L'ultimatum polonais à la Lituanie de 1938 fut un ultimatum émis par la Pologne le 17 mars 1938 à la Lituanie. Après 1920, le gouvernement lituanien avait constamment refusé d'avoir toute relation diplomatique avec la Pologne en signe de protestation suite à l'annexion de la région de Vilnius, Wilno en polonais par la Pologne. Tandis que les tensions précédant la Seconde Guerre Mondiale s'intensifient en Europe, la Pologne perçoit la nécessité de sécuriser ses frontières au nord. Le 12 mars, se sentant soutenue par la reconnaissance internationale de l'annexion de l'Autriche par l'Allemagne Nazie, la Pologne décide d'émettre un ultimatum à la Lituanie. Celui-ci stipule que le gouvernement lituanien doit accepter d'établir sans condition des relations diplomatiques avec Varsovie dans un délai de 48 heures, et que les modalités de ces relations soient finalisées avant le 31 mars. L'établissement de relations diplomatiques signifierait de facto la renonciation pour la Lituanie de ses revendications sur la région de sa capitale historique, Vilnius.

Préférant la paix à la guerre, la Lituanie accepte finalement l'ultimatum le 19 mars. Bien que des relations diplomatiques aient été établies en conséquence de celui-ci, la Lituanie refuse de reconnaitre la perte de jure de Vilnius. Le gouvernement polonais a usé de moyens similaires contre le gouvernement tchécoslovaque de Prague le 30 septembre 1938, en prenant avantage de la crise des Sudètes afin de demander une portion de la Zaolzie. Lors des deux occasions, la Pologne s'est servie de crises internationales afin de traiter des disputes frontalières de longue date.

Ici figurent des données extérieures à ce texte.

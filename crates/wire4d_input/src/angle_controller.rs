//! Keyboard controller for rotation angles
//!
//! Controls:
//! - 1-6: Select a plane (in the active shape's rotation order)
//! - Up/Right: Increase the selected angle by one step
//! - Down/Left: Decrease the selected angle by one step
//! - A: Toggle animation of the selected plane
//! - Space: Toggle the run flag
//! - 0: Reset every angle to zero

use wire4d_core::{AngleState, RotationPlane};
use winit::event::ElementState;
use winit::keyboard::KeyCode;

/// What a key press changed
#[derive(Debug, Clone, Copy, PartialEq)]
pub enum AngleChange {
    /// A different plane is now selected
    Selected(RotationPlane),
    /// The plane's angle moved; carries the new degree label
    Angle(RotationPlane, i32),
    /// The plane's animate flag was flipped to the given value
    Animate(RotationPlane, bool),
    /// The run flag was flipped to the given value
    Running(bool),
    /// All angles went back to zero
    Reset,
}

impl AngleChange {
    /// Whether the change affects what is drawn
    pub fn needs_redraw(&self) -> bool {
        matches!(self, AngleChange::Angle(..) | AngleChange::Reset)
    }
}

/// Maps key presses onto the angle state
pub struct AngleController {
    /// Index of the selected plane within the active plane list
    selected: usize,
    /// One-degree steps applied per arrow press
    pub steps_per_press: i32,
}

impl Default for AngleController {
    fn default() -> Self {
        Self::new()
    }
}

impl AngleController {
    pub fn new() -> Self {
        Self {
            selected: 0,
            steps_per_press: 1,
        }
    }

    /// Set the number of one-degree steps per arrow press
    pub fn with_steps_per_press(mut self, steps: i32) -> Self {
        self.steps_per_press = steps.max(1);
        self
    }

    /// The selected plane, if the selection is within `planes`
    pub fn selected_plane(&self, planes: &[RotationPlane]) -> Option<RotationPlane> {
        planes.get(self.selected).copied()
    }

    /// Keep the selection valid after the active plane list shrinks
    pub fn clamp_selection(&mut self, planes: &[RotationPlane]) {
        if self.selected >= planes.len() {
            self.selected = 0;
        }
    }

    /// Process keyboard input against the active shape's planes
    ///
    /// Only key presses are handled; held arrows repeat through the
    /// platform's key repeat.
    pub fn process_keyboard(
        &mut self,
        key: KeyCode,
        state: ElementState,
        planes: &[RotationPlane],
        angles: &mut AngleState,
    ) -> Option<AngleChange> {
        if state != ElementState::Pressed {
            return None;
        }

        match key {
            KeyCode::Digit1 => self.select(0, planes),
            KeyCode::Digit2 => self.select(1, planes),
            KeyCode::Digit3 => self.select(2, planes),
            KeyCode::Digit4 => self.select(3, planes),
            KeyCode::Digit5 => self.select(4, planes),
            KeyCode::Digit6 => self.select(5, planes),
            KeyCode::ArrowUp | KeyCode::ArrowRight => self.nudge(self.steps_per_press, planes, angles),
            KeyCode::ArrowDown | KeyCode::ArrowLeft => self.nudge(-self.steps_per_press, planes, angles),
            KeyCode::KeyA => {
                let plane = self.selected_plane(planes)?;
                Some(AngleChange::Animate(plane, angles.toggle_animated(plane)))
            }
            KeyCode::Space => Some(AngleChange::Running(angles.toggle_running())),
            KeyCode::Digit0 => {
                angles.reset_angles();
                Some(AngleChange::Reset)
            }
            _ => None,
        }
    }

    fn select(&mut self, index: usize, planes: &[RotationPlane]) -> Option<AngleChange> {
        let plane = planes.get(index).copied()?;
        self.selected = index;
        Some(AngleChange::Selected(plane))
    }

    fn nudge(
        &self,
        steps: i32,
        planes: &[RotationPlane],
        angles: &mut AngleState,
    ) -> Option<AngleChange> {
        let plane = self.selected_plane(planes)?;
        angles.nudge(plane, steps);
        Some(AngleChange::Angle(plane, angles.degrees(plane)))
    }
}
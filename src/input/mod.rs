//! Input handling module
//!
//! Maps application-level keys to actions. Angle keys go to
//! [`wire4d_input::AngleController`].

mod input_mapper;

pub use input_mapper::{InputMapper, InputAction};
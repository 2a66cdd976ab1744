//! Picks the geometry for a shape kind
//!
//! A configured shape file replaces the built-in geometry of its kind. A file
//! that fails to load is logged and the built-in shape is used instead.

use wire4d_core::{ShapeKind, Wireframe};

use crate::config::ShapeConfig;

/// Geometry to show for `kind`
pub fn shape_for(config: &ShapeConfig, kind: ShapeKind) -> Box<dyn Wireframe> {
    let shape = match (&config.path, kind == config.kind) {
        (Some(path), true) => kind.load(path).unwrap_or_else(|e| {
            log::warn!("Failed to load shape file '{}': {}. Using built-in {:?}.", path, e, kind);
            kind.build()
        }),
        _ => kind.build(),
    };

    log::info!(
        "Showing '{}': {} vertices, {} edges, {} rotation planes",
        shape.name(),
        shape.vertex_count(),
        shape.edges().len(),
        shape.planes().len()
    );
    shape
}
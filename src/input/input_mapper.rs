//! Input mapping from raw events to semantic actions
//!
//! Maps keyboard input to high-level actions like Exit and SwitchShape.
//! Angle keys (digits, arrows, A, Space) are NOT mapped here - they go
//! directly to the AngleController.

use winit::event::ElementState;
use winit::keyboard::KeyCode;

/// Actions triggered by application keys
#[derive(Debug, Clone, Copy, PartialEq, Eq)]
pub enum InputAction {
    /// Exit application (Escape)
    Exit,
    /// Toggle fullscreen mode (F key)
    ToggleFullscreen,
    /// Swap between the cube and the tesseract (Tab)
    SwitchShape,
}

/// Maps raw input events to semantic actions
pub struct InputMapper;

impl InputMapper {
    /// Map keyboard input to an action
    ///
    /// Returns `Some(action)` for application keys, `None` for angle keys
    pub fn map_keyboard(key: KeyCode, state: ElementState) -> Option<InputAction> {
        // Only handle key presses, not releases
        if state != ElementState::Pressed {
            return None;
        }

        match key {
            KeyCode::Escape => Some(InputAction::Exit),
            KeyCode::KeyF => Some(InputAction::ToggleFullscreen),
            KeyCode::Tab => Some(InputAction::SwitchShape),
            _ => None,
        }
    }
}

Différend de Vilnius[modifier | modifier le code]

Répartition de la population polonaise par Henryk Merczyng (1912). La partie nord-est de la carte est fondée sur les données du recensement russe de 1897 . [1] Vilnius a une population de langue polonaise de 30,9% et Kaunas de 23,2%.

Suite à la mutinerie du général Lucjan Żeligowski en octobre 1920 après les ordres de Józef Piłsudski, la Lituanie rompt ses relations diplomatiques avec la Pologne. Le général Żeligowski envahi des territoires tenus par la Lituanie et capture la ville disputée de Vilnius. Celui-ci établi la courte République de Lituanie centrale. Ce territoire est incorporée directement à la Pologne en 1920.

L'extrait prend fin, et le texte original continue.